## How to complete this task
Each entry must be returned exactly. None may be omitted.
-=-=-
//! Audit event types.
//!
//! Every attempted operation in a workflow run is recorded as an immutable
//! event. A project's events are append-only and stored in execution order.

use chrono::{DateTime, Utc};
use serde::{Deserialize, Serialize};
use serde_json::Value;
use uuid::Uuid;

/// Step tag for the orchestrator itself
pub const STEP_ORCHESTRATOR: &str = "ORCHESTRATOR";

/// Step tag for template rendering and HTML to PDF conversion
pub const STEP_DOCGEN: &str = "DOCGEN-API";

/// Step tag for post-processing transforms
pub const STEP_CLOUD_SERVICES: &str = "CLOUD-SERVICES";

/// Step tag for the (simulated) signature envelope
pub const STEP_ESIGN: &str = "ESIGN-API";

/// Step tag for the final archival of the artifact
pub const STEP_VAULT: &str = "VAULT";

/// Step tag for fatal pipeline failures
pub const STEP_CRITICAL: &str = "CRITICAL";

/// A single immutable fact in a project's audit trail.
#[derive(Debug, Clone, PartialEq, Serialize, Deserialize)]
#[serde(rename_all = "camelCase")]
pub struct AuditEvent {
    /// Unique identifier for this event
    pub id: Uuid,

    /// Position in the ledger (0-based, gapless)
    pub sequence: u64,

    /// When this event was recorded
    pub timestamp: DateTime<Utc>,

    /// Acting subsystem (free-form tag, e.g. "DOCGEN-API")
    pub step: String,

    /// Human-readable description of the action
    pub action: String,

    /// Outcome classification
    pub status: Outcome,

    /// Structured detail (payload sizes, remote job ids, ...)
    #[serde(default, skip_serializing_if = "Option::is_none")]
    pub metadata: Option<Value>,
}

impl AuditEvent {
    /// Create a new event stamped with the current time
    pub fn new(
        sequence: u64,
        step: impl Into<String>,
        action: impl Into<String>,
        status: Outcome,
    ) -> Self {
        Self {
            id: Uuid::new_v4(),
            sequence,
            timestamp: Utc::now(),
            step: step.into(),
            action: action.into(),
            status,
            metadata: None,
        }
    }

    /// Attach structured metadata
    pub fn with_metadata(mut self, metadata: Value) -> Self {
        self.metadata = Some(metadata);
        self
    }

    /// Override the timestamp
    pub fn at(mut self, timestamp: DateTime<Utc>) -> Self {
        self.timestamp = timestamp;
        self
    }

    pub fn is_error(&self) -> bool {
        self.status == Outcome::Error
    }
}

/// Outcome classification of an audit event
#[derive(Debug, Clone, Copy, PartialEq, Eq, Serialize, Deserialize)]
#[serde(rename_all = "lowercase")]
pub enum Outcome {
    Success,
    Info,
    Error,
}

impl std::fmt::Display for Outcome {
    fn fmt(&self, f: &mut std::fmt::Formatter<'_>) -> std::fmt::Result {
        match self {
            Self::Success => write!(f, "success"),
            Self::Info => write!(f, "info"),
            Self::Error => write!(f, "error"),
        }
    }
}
-=-=-
## Exercise output
//! Audit event types.
//!
//! Every attempted operation in a workflow run is recorded as an immutable
//! event. A project's events are append-only and stored in execution order.

use chrono::{DateTime, Utc};
use serde::{Deserialize, Serialize};
use serde_json::Value;
use uuid::Uuid;

/// Step tag for the orchestrator itself
pub const STEP_ORCHESTRATOR: &str = "ORCHESTRATOR";

/// Step tag for template rendering and HTML to PDF conversion
pub const STEP_DOCGEN: &str = "DOCGEN-API";

/// Step tag for post-processing transforms
pub const STEP_CLOUD_SERVICES: &str = "CLOUD-SERVICES";

/// Step tag for the (simulated) signature envelope
pub const STEP_ESIGN: &str = "ESIGN-API";

/// Step tag for the final archival of the artifact
pub const STEP_VAULT: &str = "VAULT";

/// Step tag for fatal pipeline failures
pub const STEP_CRITICAL: &str = "CRITICAL";

/// A single immutable fact in a project's audit trail.
#[derive(Debug, Clone, PartialEq, Serialize, Deserialize)]
#[serde(rename_all = "camelCase")]
pub struct AuditEvent {
    /// Unique identifier for this event
    pub id: Uuid,

    /// Position in the ledger (0-based, gapless)
    pub sequence: u64,

    /// When this event was recorded
    pub timestamp: DateTime<Utc>,

    /// Acting subsystem (free-form tag, e.g. "DOCGEN-API")
    pub step: String,

    /// Human-readable description of the action
    pub action: String,

    /// Outcome classification
    pub status: Outcome,

    /// Structured detail (payload sizes, remote job ids, ...)
    #[serde(default, skip_serializing_if = "Option::is_none")]
    pub metadata: Option<Value>,
}

impl AuditEvent {
    /// Create a new event stamped with the current time
    pub fn new(
        sequence: u64,
        step: impl Into<String>,
        action: impl Into<String>,
        status: Outcome,
    ) -> Self {
        Self {
            id: Uuid::new_v4(),
            sequence,
            timestamp: Utc::now(),
            step: step.into(),
            action: action.into(),
            status,
            metadata: None,
        }
    }

    /// Attach structured metadata
    pub fn with_metadata(mut self, metadata: Value) -> Self {
        self.metadata = Some(metadata);
        self
    }

    /// Override the timestamp
    pub fn at(mut self, timestamp: DateTime<Utc>) -> Self {
        self.timestamp = timestamp;
        self
    }

    pub fn is_error(&self) -> bool {
        self.status == Outcome::Error
    }
}

/// Outcome classification of an audit event
#[derive(Debug, Clone, Copy, PartialEq, Eq, Serialize, Deserialize)]
#[serde(rename_all = "lowercase")]
pub enum Outcome {
    Success,
    Info,
    Error,
}

impl std::fmt::Display for Outcome {
    fn fmt(&self, f: &mut std::fmt::Formatter<'_>) -> std::fmt::Result {
        match self {
            Self::Success => write!(f, "success"),
            Self::Info => write!(f, "info"),
            Self::Error => write!(f, "error"),
        }
    }
}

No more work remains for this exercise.